En una mesita improvisada, el educador saca sus herramientas, que lejos de ser una tablet o una notebook consistía en cartones reciclados, donde estaban escritos el abecedario y las consonantes, e inmediatamente comienza a explicar a la pequeña las lecciones de la clase de Comunicación.
Luego desarrolla unas breves lecciones de Matemática, ante la atenta mirada de su alumnita, quien escribía en su cuaderno la tarea que debía realizar. El maestro dedicó unos 15 minutos a su alumna, y luego prosiguió camino hacia otra vivienda, donde lo aguardaba otro de sus alumnos.
Sin conexión
Sucede que en esta localidad, como en tantas otras del Alto Paraguay, la propuesta del Ministerio de Educación y Ciencias de impartir la plataforma de clases virtuales es una tarea más que difícil, debido a la escasa conexión de alumnos, por baja cobertura de internet o por la imposibilidad de que los padres compren a sus hijos teléfonos de alta gama o una notebook.
En esta comunidad los pobladores que deseen utilizar sus celulares deben trepar un árbol en busca de señal, por lo que pensar en el uso de internet es totalmente imposible.
Otro ejemplo de este trabajo diario de los maestros de esta comunidad se dio con la alumna del primer grado, Josefina Báez (7), quien al ver que llegaba su maestro para la clase diaria y percatarse de nuestra presencia inmediatamente ingresó de nuevo a su humilde vivienda, para vestir el traje típico que caracteriza a las tradiciones de este pueblo y que suele utilizar la pequeña para danzar en celebraciones especiales de la comunidad.
La vida de una escuelita
Cindy Calonga, directora de la humilde escuelita, nos comenta que cuentan con unos 40 alumnos del primer y segundo ciclo de la EEB, y son cuatro los maestros que trabajan en la institución.

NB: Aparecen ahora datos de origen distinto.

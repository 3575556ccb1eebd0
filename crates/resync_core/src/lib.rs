//! # Resync Core
//!
//! Data model for the ResourceSync protocol.
//!
//! This crate provides:
//! - [`Resource`] and [`Inventory`] for full snapshots of a resource set
//! - [`ChangeEvent`] and [`ChangeMemory`] for the ordered change log
//! - [`Repository`], a lock-guarded store that records its own changes
//! - [`UriMapper`] for mapping local paths into URI space
//!
//! This is a pure model crate with no I/O operations. Encoding to the
//! sitemap wire format lives in `resync_codec`.
//!
//! ## Key Invariants
//!
//! - No two resources in an inventory share a URI
//! - Inventories iterate in ascending URI order
//! - Sequence ids are strictly increasing without gaps
//! - Appended events are never altered or removed

#![deny(unsafe_code)]
#![warn(missing_docs)]

mod change;
mod change_memory;
mod config;
mod error;
mod inventory;
mod mapper;
mod repository;
mod resource;
mod types;

pub use change::ChangeEvent;
pub use change_memory::{ChangeListener, ChangeMemory, ChangeWindow};
pub use config::{ChangeFeedConfig, FeedLinks};
pub use error::{CoreError, CoreResult};
pub use inventory::Inventory;
pub use mapper::UriMapper;
pub use repository::Repository;
pub use resource::Resource;
pub use types::{ChangeKind, SequenceId, UnknownChangeKind};

/// Crate version.
pub const VERSION: &str = env!("CARGO_PKG_VERSION");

“Como no podíamos acudir a la escuela por la cuarentena sanitaria y ante la imposibilidad total de desarrollar las clases virtuales del MEC, nos ingeniamos y recorremos a diario las casas de nuestros alumnos, a quienes dedicamos unos minutos para explicar la tarea que deben realizar en la semana”.
Las evaluaciones se realizan cada fin de semana “recogiendo los cuadernillos que utilizamos con los niños y que son reciclados de cartones y hojas blancas que logramos conseguir, atendiendo que no podemos exigir a los alumnos la realización de fotocopias, sabiendo la situación económica de sus padres”, dice Cindy Calonga.
La única ventaja de estos maestros es que la población es pequeña y pueden llegar a todos sus alumnos.
Lejos de renunciar a la tarea de educar, y antes que criticar las acciones del MEC, estos maestros siguen demostrando admiración y respeto, pues con ingenio y creatividad desarrollan durante este difícil año 2020 la noble misión de impartir educación.
La crisis del covid-19 ha puesto al descubierto tantas necesidades en nuestro país, sobre todo en las áreas más sensibles, como la salud y la educación, y ha demostrado la existencia de sociedades bien diferentes en relación con lo que se vive en la capital del país y localidades del interior y, de manera especial, en las poblaciones indígenas más aisladas.
La manera en que imparten las clases domiciliarias estos maestros ishir y los materiales que utilizan, también se replicaron en otras poblaciones indígenas del Alto Paraguay.
Mientras siguen las discusiones de la vuelta o no a clases en medio de la pandemia, cuando el año escolar ya está concluyendo, es evidente que los ishir no han tenido un año perdido.